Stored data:
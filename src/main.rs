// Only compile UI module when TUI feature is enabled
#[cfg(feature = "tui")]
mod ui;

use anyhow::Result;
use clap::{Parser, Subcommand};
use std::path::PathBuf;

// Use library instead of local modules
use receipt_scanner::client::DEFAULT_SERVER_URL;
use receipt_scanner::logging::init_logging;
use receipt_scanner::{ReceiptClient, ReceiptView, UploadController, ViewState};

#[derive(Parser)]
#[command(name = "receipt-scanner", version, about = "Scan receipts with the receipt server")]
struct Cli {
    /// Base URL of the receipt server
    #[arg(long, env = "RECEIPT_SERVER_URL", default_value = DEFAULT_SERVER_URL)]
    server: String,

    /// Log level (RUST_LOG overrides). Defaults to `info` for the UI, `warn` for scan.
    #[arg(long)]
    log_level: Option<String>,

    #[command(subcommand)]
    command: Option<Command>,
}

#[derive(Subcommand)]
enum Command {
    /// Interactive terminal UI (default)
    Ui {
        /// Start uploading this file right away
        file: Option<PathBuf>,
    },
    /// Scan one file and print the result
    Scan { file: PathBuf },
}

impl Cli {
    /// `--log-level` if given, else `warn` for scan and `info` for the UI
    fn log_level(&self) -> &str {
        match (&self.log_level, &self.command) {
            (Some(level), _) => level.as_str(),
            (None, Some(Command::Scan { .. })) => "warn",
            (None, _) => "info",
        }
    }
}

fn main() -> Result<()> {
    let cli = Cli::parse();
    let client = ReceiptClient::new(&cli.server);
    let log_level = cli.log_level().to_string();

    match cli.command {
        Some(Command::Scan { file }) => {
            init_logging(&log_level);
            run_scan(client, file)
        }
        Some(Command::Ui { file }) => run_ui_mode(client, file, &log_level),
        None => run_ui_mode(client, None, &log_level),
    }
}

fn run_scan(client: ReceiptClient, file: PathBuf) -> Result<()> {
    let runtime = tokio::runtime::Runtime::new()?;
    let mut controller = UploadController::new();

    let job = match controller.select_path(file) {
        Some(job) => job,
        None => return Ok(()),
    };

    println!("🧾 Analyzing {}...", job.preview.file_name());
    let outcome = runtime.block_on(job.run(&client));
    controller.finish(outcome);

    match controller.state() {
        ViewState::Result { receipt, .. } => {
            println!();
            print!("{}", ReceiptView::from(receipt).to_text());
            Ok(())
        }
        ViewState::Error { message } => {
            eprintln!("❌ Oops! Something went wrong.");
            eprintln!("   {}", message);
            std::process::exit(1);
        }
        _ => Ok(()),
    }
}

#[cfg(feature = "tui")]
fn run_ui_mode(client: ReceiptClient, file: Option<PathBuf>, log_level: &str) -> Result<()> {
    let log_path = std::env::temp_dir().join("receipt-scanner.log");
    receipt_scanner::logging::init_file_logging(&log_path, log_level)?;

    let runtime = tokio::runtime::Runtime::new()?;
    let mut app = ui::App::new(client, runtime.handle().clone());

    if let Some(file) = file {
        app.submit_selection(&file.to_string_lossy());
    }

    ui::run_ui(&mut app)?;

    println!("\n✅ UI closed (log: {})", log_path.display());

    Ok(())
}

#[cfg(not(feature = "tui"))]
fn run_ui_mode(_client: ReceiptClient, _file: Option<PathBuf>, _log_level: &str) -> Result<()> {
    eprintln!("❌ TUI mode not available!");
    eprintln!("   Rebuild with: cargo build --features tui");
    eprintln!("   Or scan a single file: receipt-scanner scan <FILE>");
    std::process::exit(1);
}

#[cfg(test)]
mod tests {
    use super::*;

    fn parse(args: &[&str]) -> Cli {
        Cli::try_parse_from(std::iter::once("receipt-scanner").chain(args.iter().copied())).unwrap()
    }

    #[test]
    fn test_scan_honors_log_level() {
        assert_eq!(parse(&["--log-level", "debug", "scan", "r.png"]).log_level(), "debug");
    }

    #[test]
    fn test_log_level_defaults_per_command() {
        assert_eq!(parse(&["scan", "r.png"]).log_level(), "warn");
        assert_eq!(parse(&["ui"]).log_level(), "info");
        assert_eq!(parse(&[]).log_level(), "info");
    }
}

--

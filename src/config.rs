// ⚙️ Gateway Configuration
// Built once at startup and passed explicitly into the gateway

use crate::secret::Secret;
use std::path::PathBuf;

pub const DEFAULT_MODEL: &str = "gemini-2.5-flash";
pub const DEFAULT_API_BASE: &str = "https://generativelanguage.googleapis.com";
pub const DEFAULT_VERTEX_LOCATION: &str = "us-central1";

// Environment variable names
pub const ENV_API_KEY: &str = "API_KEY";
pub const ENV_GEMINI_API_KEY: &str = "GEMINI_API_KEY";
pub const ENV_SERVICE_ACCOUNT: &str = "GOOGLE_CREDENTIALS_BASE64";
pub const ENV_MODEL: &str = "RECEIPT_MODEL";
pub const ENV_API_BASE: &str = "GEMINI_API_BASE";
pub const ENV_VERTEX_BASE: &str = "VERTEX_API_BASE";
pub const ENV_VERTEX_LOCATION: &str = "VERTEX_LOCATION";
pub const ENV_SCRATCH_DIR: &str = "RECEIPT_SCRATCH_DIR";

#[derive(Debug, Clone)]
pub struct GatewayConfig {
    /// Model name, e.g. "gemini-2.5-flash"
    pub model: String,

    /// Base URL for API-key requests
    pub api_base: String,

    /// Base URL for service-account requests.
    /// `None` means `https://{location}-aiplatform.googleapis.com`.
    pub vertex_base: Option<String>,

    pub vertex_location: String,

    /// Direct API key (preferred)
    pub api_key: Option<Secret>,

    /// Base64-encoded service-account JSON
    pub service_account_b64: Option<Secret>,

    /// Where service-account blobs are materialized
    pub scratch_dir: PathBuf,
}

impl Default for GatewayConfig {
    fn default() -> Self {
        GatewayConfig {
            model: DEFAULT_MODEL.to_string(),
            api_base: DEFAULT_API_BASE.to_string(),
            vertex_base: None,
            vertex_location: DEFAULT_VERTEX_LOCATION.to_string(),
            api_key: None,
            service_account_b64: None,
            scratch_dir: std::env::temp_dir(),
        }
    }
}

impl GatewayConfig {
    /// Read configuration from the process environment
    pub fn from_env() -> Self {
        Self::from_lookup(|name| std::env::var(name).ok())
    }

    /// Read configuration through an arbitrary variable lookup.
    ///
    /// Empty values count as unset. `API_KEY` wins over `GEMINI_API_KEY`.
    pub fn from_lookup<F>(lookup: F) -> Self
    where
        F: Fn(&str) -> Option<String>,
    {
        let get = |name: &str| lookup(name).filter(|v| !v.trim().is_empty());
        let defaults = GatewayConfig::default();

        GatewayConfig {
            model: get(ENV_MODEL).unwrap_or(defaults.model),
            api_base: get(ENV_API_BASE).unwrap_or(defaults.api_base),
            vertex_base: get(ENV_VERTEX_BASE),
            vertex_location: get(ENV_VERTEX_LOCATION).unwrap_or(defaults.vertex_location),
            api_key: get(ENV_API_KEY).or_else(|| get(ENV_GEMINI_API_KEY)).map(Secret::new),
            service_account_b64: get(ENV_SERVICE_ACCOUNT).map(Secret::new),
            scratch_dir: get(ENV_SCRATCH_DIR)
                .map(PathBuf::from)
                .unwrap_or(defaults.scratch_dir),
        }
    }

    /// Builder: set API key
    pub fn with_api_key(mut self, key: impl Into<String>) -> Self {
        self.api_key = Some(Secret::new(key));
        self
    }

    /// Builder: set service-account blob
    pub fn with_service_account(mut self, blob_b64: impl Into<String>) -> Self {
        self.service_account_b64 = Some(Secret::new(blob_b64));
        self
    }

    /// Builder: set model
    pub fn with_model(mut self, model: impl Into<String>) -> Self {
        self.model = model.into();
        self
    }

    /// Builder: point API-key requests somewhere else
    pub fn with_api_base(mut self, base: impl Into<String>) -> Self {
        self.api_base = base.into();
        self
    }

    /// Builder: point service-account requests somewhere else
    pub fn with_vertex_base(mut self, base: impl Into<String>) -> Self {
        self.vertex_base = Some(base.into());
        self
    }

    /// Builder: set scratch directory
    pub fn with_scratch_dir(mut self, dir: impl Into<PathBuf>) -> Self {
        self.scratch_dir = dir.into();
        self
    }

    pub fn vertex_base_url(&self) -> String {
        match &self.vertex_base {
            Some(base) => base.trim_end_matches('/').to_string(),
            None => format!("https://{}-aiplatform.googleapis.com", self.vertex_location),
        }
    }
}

* * *

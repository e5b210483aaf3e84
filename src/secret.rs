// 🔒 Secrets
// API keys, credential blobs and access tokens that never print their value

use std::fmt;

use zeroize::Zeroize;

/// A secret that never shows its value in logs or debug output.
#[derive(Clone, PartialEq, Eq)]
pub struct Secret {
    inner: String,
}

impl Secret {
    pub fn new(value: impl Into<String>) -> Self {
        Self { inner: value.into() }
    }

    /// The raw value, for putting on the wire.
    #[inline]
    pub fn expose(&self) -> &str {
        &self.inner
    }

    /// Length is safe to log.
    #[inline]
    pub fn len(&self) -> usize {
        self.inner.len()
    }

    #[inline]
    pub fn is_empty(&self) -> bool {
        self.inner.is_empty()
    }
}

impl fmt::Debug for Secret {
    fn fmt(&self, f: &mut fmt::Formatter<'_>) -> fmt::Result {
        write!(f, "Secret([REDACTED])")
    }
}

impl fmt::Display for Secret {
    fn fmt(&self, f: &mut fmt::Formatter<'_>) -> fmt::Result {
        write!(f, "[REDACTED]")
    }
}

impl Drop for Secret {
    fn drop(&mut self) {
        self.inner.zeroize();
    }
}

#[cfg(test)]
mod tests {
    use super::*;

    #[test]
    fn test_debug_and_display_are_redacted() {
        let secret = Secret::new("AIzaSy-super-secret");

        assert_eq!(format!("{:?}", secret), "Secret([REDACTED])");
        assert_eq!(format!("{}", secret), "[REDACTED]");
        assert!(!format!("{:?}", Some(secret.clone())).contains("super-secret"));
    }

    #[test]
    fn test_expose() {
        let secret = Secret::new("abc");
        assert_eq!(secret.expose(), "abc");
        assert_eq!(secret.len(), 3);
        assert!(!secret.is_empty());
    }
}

Problem to work on:
Filter the entries down to the lines that hold "zeroize". Copy those lines.

Solution to the problem:
use zeroize::Zeroize;
        self.inner.zeroize();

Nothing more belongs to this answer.